A healthy level of skepticism must be employed when using computer software to compute resource volumetrics. The algorithms or methods used to create the volumetric models have limitations that may be acceptable for one type of deposit while being completely inappropriate for another. For example, a sand and gravel deposit requires an approach that is completely different from the methods used to evaluate a phosphate reserve. The best way to avoid misuse is to always compare “slices” through the models with borehole logs that show the original data. These cross-sections are used to make sure that the model “honors” the data. Just as importantly, cross-sections should be evaluated to make sure that the modeling conforms to the expected geology.

The raw dataset that are used for industrial mineral deposit modeling can be classified into two major types: borehole and non-borehole data. The management of borehole data is very different from non-borehole data. Specifically, borehole data requires a relational database management system (e.g. Access, FileMaker, SQL, Oracle,) whereas non-borehole data (with the exception of land ownership) can be handled with simple “flat” file managers (e.g. Microsoft Excel, Lotus 1-2-3).

== Modeling ==

“Modeling” refers to the process of creating a spatial array of estimations. The parameter that is being estimated may be the thickness of the ore, the grade of the ore, or some other property that is useful for the evaluation of the resource. These arrays may be two or three-dimensional depending upon the number of independent variables. In a two-dimensional array (also referred to as a “grid model”), the dependent variable (z) is a function of the horizontal (x,y) coordinates. In a three-dimensional array (also referred to as a solid or block model), the dependent variable (g) is a function of the horizontal (x,y) and vertical coordinates (z). Grids are used to model topography, stratigraphic contacts, isopachs, and water levels, while solids are used to model geochemistry, ore grades, and geotechnical properties.

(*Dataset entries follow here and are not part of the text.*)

// libs/appointment-cell/src/services/appointment.rs
use serde_json::{json, Value};
use tracing::debug;

use shared_config::AppConfig;
use shared_database::appwrite::{queries, AppwriteClient};

use crate::models::{
    Appointment, AppointmentDocument, AppointmentError, AppointmentStatus,
    CreateAppointmentRequest,
};

pub const APPOINTMENT_COLLECTION: &str = "appointments";

pub struct AppointmentService {
    store: AppwriteClient,
}

impl AppointmentService {
    pub fn new(config: &AppConfig) -> Self {
        Self {
            store: AppwriteClient::new(config),
        }
    }

    /// Create a booking request. New appointments always start pending;
    /// only an explicit transition moves them on.
    pub async fn create_appointment(
        &self,
        request: CreateAppointmentRequest,
    ) -> Result<Appointment, AppointmentError> {
        debug!("Creating appointment for: {}", request.email);

        Self::validate_request(&request)?;

        let data = json!({
            "title": request.patient_name,
            "email": request.email,
            "date": request.scheduled_at.to_rfc3339(),
            "notes": request.notes,
            "status": AppointmentStatus::Pending.to_string(),
        });

        let document = self
            .store
            .create_document(APPOINTMENT_COLLECTION, data)
            .await
            .map_err(|e| AppointmentError::DatabaseError(e.to_string()))?;

        let appointment = parse_document(document)?;
        debug!("Appointment created with ID: {}", appointment.id);

        Ok(appointment)
    }

    /// List appointments ordered by scheduled time, optionally filtered by
    /// status (the dashboard's Pending / Confirmed / All tabs).
    pub async fn list_appointments(
        &self,
        status: Option<AppointmentStatus>,
    ) -> Result<Vec<Appointment>, AppointmentError> {
        debug!("Fetching appointments (status filter: {:?})", status);

        let mut query_list = vec![queries::order_asc("date")];
        if let Some(status) = status {
            query_list.push(queries::equal("status", &status.to_string()));
        }

        let documents = self
            .store
            .list_documents(APPOINTMENT_COLLECTION, &query_list)
            .await
            .map_err(|e| AppointmentError::DatabaseError(e.to_string()))?;

        documents.into_iter().map(parse_document).collect()
    }

    pub async fn get_appointment(&self, appointment_id: &str) -> Result<Appointment, AppointmentError> {
        let document = self
            .store
            .get_document(APPOINTMENT_COLLECTION, appointment_id)
            .await
            .map_err(|e| AppointmentError::DatabaseError(e.to_string()))?
            .ok_or(AppointmentError::NotFound)?;

        parse_document(document)
    }

    pub async fn delete_appointment(&self, appointment_id: &str) -> Result<(), AppointmentError> {
        debug!("Deleting appointment: {}", appointment_id);

        self.store
            .get_document(APPOINTMENT_COLLECTION, appointment_id)
            .await
            .map_err(|e| AppointmentError::DatabaseError(e.to_string()))?
            .ok_or(AppointmentError::NotFound)?;

        self.store
            .delete_document(APPOINTMENT_COLLECTION, appointment_id)
            .await
            .map_err(|e| AppointmentError::DatabaseError(e.to_string()))
    }

    fn validate_request(request: &CreateAppointmentRequest) -> Result<(), AppointmentError> {
        if request.patient_name.trim().is_empty() {
            return Err(AppointmentError::ValidationError(
                "Patient name must not be empty".to_string(),
            ));
        }

        let email = request.email.trim();
        let valid_email = match email.split_once('@') {
            Some((local, domain)) => !local.is_empty() && domain.contains('.'),
            None => false,
        };
        if !valid_email {
            return Err(AppointmentError::ValidationError(format!(
                "Invalid email address: {}",
                request.email
            )));
        }

        Ok(())
    }
}

pub(crate) fn parse_document(document: Value) -> Result<Appointment, AppointmentError> {
    let record: AppointmentDocument = serde_json::from_value(document)
        .map_err(|e| AppointmentError::DatabaseError(e.to_string()))?;

    Ok(record.into())
}
use std::sync::Arc;
use chrono::{Duration, Utc};
use hmac::{Hmac, Mac};
use sha2::Sha256;
use base64::{Engine as _, engine::general_purpose};
use serde_json::json;
use uuid::Uuid;

use shared_config::AppConfig;
use shared_models::auth::User;

pub struct TestConfig {
    pub jwt_secret: String,
    pub appwrite_endpoint: String,
    pub appwrite_project_id: String,
    pub appwrite_api_key: String,
    pub appwrite_database_id: String,
    pub mail_endpoint: String,
    pub mail_api_key: String,
}

impl Default for TestConfig {
    fn default() -> Self {
        Self {
            jwt_secret: "test-secret-key-for-jwt-validation-must-be-long-enough".to_string(),
            appwrite_endpoint: "http://localhost:48080/v1".to_string(),
            appwrite_project_id: "test-project".to_string(),
            appwrite_api_key: "test-api-key".to_string(),
            appwrite_database_id: "test-db".to_string(),
            mail_endpoint: "http://localhost:48081/notify".to_string(),
            mail_api_key: "test-mail-key".to_string(),
        }
    }
}

impl TestConfig {
    /// Point the store and mailer at wiremock servers.
    pub fn with_mock_servers(store_url: &str, mail_url: &str) -> Self {
        Self {
            appwrite_endpoint: format!("{}/v1", store_url),
            mail_endpoint: format!("{}/notify", mail_url),
            ..Self::default()
        }
    }

    pub fn to_app_config(&self) -> AppConfig {
        AppConfig {
            appwrite_endpoint: self.appwrite_endpoint.clone(),
            appwrite_project_id: self.appwrite_project_id.clone(),
            appwrite_api_key: self.appwrite_api_key.clone(),
            appwrite_database_id: self.appwrite_database_id.clone(),
            session_jwt_secret: self.jwt_secret.clone(),
            mail_endpoint: self.mail_endpoint.clone(),
            mail_api_key: self.mail_api_key.clone(),
        }
    }

    pub fn to_arc(&self) -> Arc<AppConfig> {
        Arc::new(self.to_app_config())
    }
}

pub struct TestUser {
    pub id: String,
    pub email: String,
    pub role: String,
}

impl Default for TestUser {
    fn default() -> Self {
        Self {
            id: Uuid::new_v4().to_string(),
            email: "test@example.com".to_string(),
            role: "admin".to_string(),
        }
    }
}

impl TestUser {
    pub fn new(email: &str, role: &str) -> Self {
        Self {
            id: Uuid::new_v4().to_string(),
            email: email.to_string(),
            role: role.to_string(),
        }
    }

    pub fn admin(email: &str) -> Self {
        Self::new(email, "admin")
    }

    pub fn patient(email: &str) -> Self {
        Self::new(email, "patient")
    }

    pub fn to_user(&self) -> User {
        User {
            id: self.id.clone(),
            email: Some(self.email.clone()),
            name: None,
            role: Some(self.role.clone()),
            created_at: Some(Utc::now()),
        }
    }
}

pub struct JwtTestUtils;

impl JwtTestUtils {
    pub fn create_test_token(user: &TestUser, secret: &str, exp_hours: Option<i64>) -> String {
        let now = Utc::now();
        let exp = now + Duration::hours(exp_hours.unwrap_or(24));

        let header = json!({
            "alg": "HS256",
            "typ": "JWT"
        });

        let payload = json!({
            "sub": user.id,
            "email": user.email,
            "role": user.role,
            "iat": now.timestamp(),
            "exp": exp.timestamp()
        });

        let header_encoded = general_purpose::URL_SAFE_NO_PAD.encode(header.to_string());
        let payload_encoded = general_purpose::URL_SAFE_NO_PAD.encode(payload.to_string());

        let signing_input = format!("{}.{}", header_encoded, payload_encoded);

        let mut mac = Hmac::<Sha256>::new_from_slice(secret.as_bytes())
            .expect("HMAC can take key of any size");
        mac.update(signing_input.as_bytes());
        let signature = mac.finalize().into_bytes();
        let signature_encoded = general_purpose::URL_SAFE_NO_PAD.encode(signature);

        format!("{}.{}", signing_input, signature_encoded)
    }

    pub fn create_expired_token(user: &TestUser, secret: &str) -> String {
        Self::create_test_token(user, secret, Some(-1))
    }

    pub fn create_invalid_signature_token(user: &TestUser) -> String {
        Self::create_test_token(user, "wrong-secret", Some(24))
    }

    pub fn create_malformed_token() -> String {
        "invalid.token.format".to_string()
    }
}

pub struct MockStoreResponses;

impl MockStoreResponses {
    /// Wrap documents in the store's listing envelope.
    pub fn document_list(documents: Vec<serde_json::Value>) -> serde_json::Value {
        json!({
            "total": documents.len(),
            "documents": documents
        })
    }

    pub fn appointment_document(id: &str, status: &str) -> serde_json::Value {
        json!({
            "$id": id,
            "$createdAt": "2025-01-01T00:00:00.000+00:00",
            "$updatedAt": "2025-01-01T00:00:00.000+00:00",
            "title": "Test Patient",
            "email": "patient@example.com",
            "date": "2025-06-02T10:30:00.000+00:00",
            "notes": "Toothache",
            "status": status
        })
    }

    pub fn schedule_document(id: &str, name: &str, priority: i32) -> serde_json::Value {
        json!({
            "$id": id,
            "$createdAt": "2025-01-01T00:00:00.000+00:00",
            "$updatedAt": "2025-01-01T00:00:00.000+00:00",
            "name": name,
            "startDate": "2025-12-24T00:00:00.000+00:00",
            "endDate": "2026-01-01T00:00:00.000+00:00",
            "config": serde_json::to_string(&json!({
                "Monday":    { "open": "10:00", "close": "14:00", "active": true },
                "Tuesday":   { "open": "10:00", "close": "14:00", "active": true },
                "Wednesday": { "open": "10:00", "close": "14:00", "active": true },
                "Thursday":  { "open": "10:00", "close": "14:00", "active": true },
                "Friday":    { "open": "10:00", "close": "14:00", "active": true },
                "Saturday":  { "open": "00:00", "close": "00:00", "active": false },
                "Sunday":    { "open": "10:00", "close": "14:00", "active": true }
            })).unwrap(),
            "priority": priority
        })
    }

    pub fn error_response(message: &str, code: u16) -> serde_json::Value {
        json!({
            "message": message,
            "code": code,
            "type": "general_error"
        })
    }
}
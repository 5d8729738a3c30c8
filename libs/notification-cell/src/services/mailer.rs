// libs/notification-cell/src/services/mailer.rs
use std::time::Duration;

use reqwest::Client;
use tracing::{debug, error, info};

use shared_config::AppConfig;

use crate::models::{NotificationError, NotificationRequest};

/// The notifier is best-effort: a bounded timeout, no retries. Failures
/// surface to the caller; the administrator re-triggers by hand.
const MAIL_TIMEOUT_SECS: u64 = 10;

/// Client for the transactional-email endpoint.
pub struct MailerClient {
    client: Client,
    endpoint: String,
    api_key: String,
}

impl MailerClient {
    pub fn new(config: &AppConfig) -> Result<Self, NotificationError> {
        if !config.is_mailer_configured() {
            return Err(NotificationError::NotConfigured);
        }

        let client = Client::builder()
            .timeout(Duration::from_secs(MAIL_TIMEOUT_SECS))
            .build()
            .map_err(|e| NotificationError::RequestFailed { message: e.to_string() })?;

        Ok(Self {
            client,
            endpoint: config.mail_endpoint.clone(),
            api_key: config.mail_api_key.clone(),
        })
    }

    /// Send one notification. Success needs nothing beyond the
    /// acknowledgement; failure carries the endpoint's error body verbatim.
    pub async fn send(&self, request: &NotificationRequest) -> Result<(), NotificationError> {
        info!("Sending {} notification to {}", request.status, request.email);

        let response = self
            .client
            .post(&self.endpoint)
            .header("Authorization", format!("Bearer {}", self.api_key))
            .header("Content-Type", "application/json")
            .json(request)
            .send()
            .await
            .map_err(|e| NotificationError::RequestFailed { message: e.to_string() })?;

        let status = response.status();
        let response_text = response
            .text()
            .await
            .map_err(|e| NotificationError::RequestFailed { message: e.to_string() })?;

        if !status.is_success() {
            error!("Mail endpoint error: {} - {}", status, response_text);
            return Err(NotificationError::MailApiError {
                message: format!("HTTP {}: {}", status, response_text),
            });
        }

        debug!("Notification accepted for {}", request.email);
        Ok(())
    }
}
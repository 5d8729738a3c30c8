use base64::{engine::general_purpose::URL_SAFE_NO_PAD, Engine};
use hmac::{Hmac, Mac};
use sha2::Sha256;
use chrono::{Utc, TimeZone};
use tracing::debug;
use shared_models::auth::{JwtClaims, User};

type HmacSha256 = Hmac<Sha256>;

/// Validate a session JWT issued by the hosted auth provider (HS256,
/// shared secret) and turn its claims into a `User`.
pub fn validate_token(token: &str, jwt_secret: &str) -> Result<User, String> {
    if jwt_secret.is_empty() {
        return Err("Session JWT secret is not set".to_string());
    }

    let parts: Vec<&str> = token.split('.').collect();
    if parts.len() != 3 {
        return Err("Invalid token format".to_string());
    }

    let header_b64 = parts[0];
    let claims_b64 = parts[1];
    let signature_b64 = parts[2];

    let signature = match URL_SAFE_NO_PAD.decode(signature_b64) {
        Ok(sig) => sig,
        Err(e) => {
            debug!("Failed to decode signature: {}", e);
            return Err("Invalid signature encoding".to_string());
        }
    };

    let signature_string = format!("{}.{}", header_b64, claims_b64);

    let mut mac = match HmacSha256::new_from_slice(jwt_secret.as_bytes()) {
        Ok(m) => m,
        Err(_) => return Err("Failed to create HMAC".to_string()),
    };

    mac.update(signature_string.as_bytes());

    if let Err(_) = mac.verify_slice(&signature) {
        debug!("Token signature verification failed");
        return Err("Invalid token signature".to_string());
    }

    let claims_json = match URL_SAFE_NO_PAD.decode(claims_b64) {
        Ok(bytes) => match String::from_utf8(bytes) {
            Ok(json_str) => json_str,
            Err(_) => return Err("Invalid claims encoding".to_string()),
        },
        Err(_) => return Err("Invalid claims encoding".to_string()),
    };

    let claims: JwtClaims = match serde_json::from_str(&claims_json) {
        Ok(c) => c,
        Err(e) => {
            debug!("Failed to parse claims: {}", e);
            return Err("Invalid claims format".to_string());
        },
    };

    if let Some(exp) = claims.exp {
        let now = chrono::Utc::now().timestamp() as u64;
        if exp < now {
            debug!("Token expired at {} (now: {})", exp, now);
            return Err("Token expired".to_string());
        }
    }

    let created_at = claims.iat
        .map(|timestamp| Utc.timestamp_opt(timestamp as i64, 0).single());

    let user = User {
        id: claims.sub,
        email: claims.email,
        name: claims.name,
        role: claims.role,
        created_at: created_at.flatten(),
    };

    debug!("Token validated successfully for user: {}", user.id);
    Ok(user)
}
use std::sync::Arc;

use axum::{
    extract::State,
    http::Request,
    middleware::Next,
    response::Response,
    body::Body,
};

use shared_models::error::AppError;
use shared_config::AppConfig;

use crate::jwt::validate_token;

/// Middleware guarding the dashboard routes: validates the provider's
/// session JWT and stashes the resulting `User` in request extensions.
pub async fn auth_middleware(
    State(config): State<Arc<AppConfig>>,
    mut request: Request<Body>,
    next: Next,
) -> Result<Response, AppError> {
    let auth_header = request
        .headers()
        .get("Authorization")
        .ok_or_else(|| AppError::Auth("Missing authorization header".to_string()))?;

    let auth_value = auth_header
        .to_str()
        .map_err(|_| AppError::Auth("Invalid authorization header format".to_string()))?;

    if !auth_value.starts_with("Bearer ") {
        return Err(AppError::Auth("Invalid authorization header format".to_string()));
    }

    let token = &auth_value[7..];

    let user = validate_token(token, &config.session_jwt_secret)
        .map_err(|e| AppError::Auth(e))?;

    request.extensions_mut().insert(user);

    Ok(next.run(request).await)
}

The key difference between grid models and block models is that a gridded surface (e.g. a stratigraphic contact) cannot fold or wrap under itself whereas an isosurface within a block model can. Stated differently, when dealing with grids, there can only be one z-value for any given xy coordinate. On the other hand, when dealing with block models, there can only be one g-value for any given xyz coordinate. Another major difference is that gridding is computationally fast while block modeling can be very slow.

== Two-Dimensional Modeling (Gridding) ==

Consider the evaluation of a clay deposit in which the only important parameter is the thickness of the clay (i.e. the clay grade is homogeneous or “anisotropic”). Variations in the clay thickness encountered within nine boreholes are depicted by Figure 1.

The first step in the modeling process is to superimpose an imaginary grid (Figure 2) over the project area. This grid defines the resolution of the subsequent model in a manner analogous to pixels (picture elements) within a digital image. Specifically, as the pixels become smaller, smaller features are resolved at the expense of computer memory and speed. A general guideline for dimensioning the grid is to set the cell dimensions equal to the average minimum distance between the control points (e.g. boreholes).

Once a grid has been established, the clay thicknesses at the center of each grid node are estimated. These estimations are based on a weighted average of the values associated with the surrounding control points (Figure 3). A variety of interpolation methods or “algorithms” are available for performing these estimations. A popular and simple technique called inverse distance weighting (IDW) varies the influence of surrounding points based on the inverse of the distance between the control point and the interpolated point. Another technique, called Kriging varies the influence of surrounding points based on a statistical analysis of their relative distance and direction.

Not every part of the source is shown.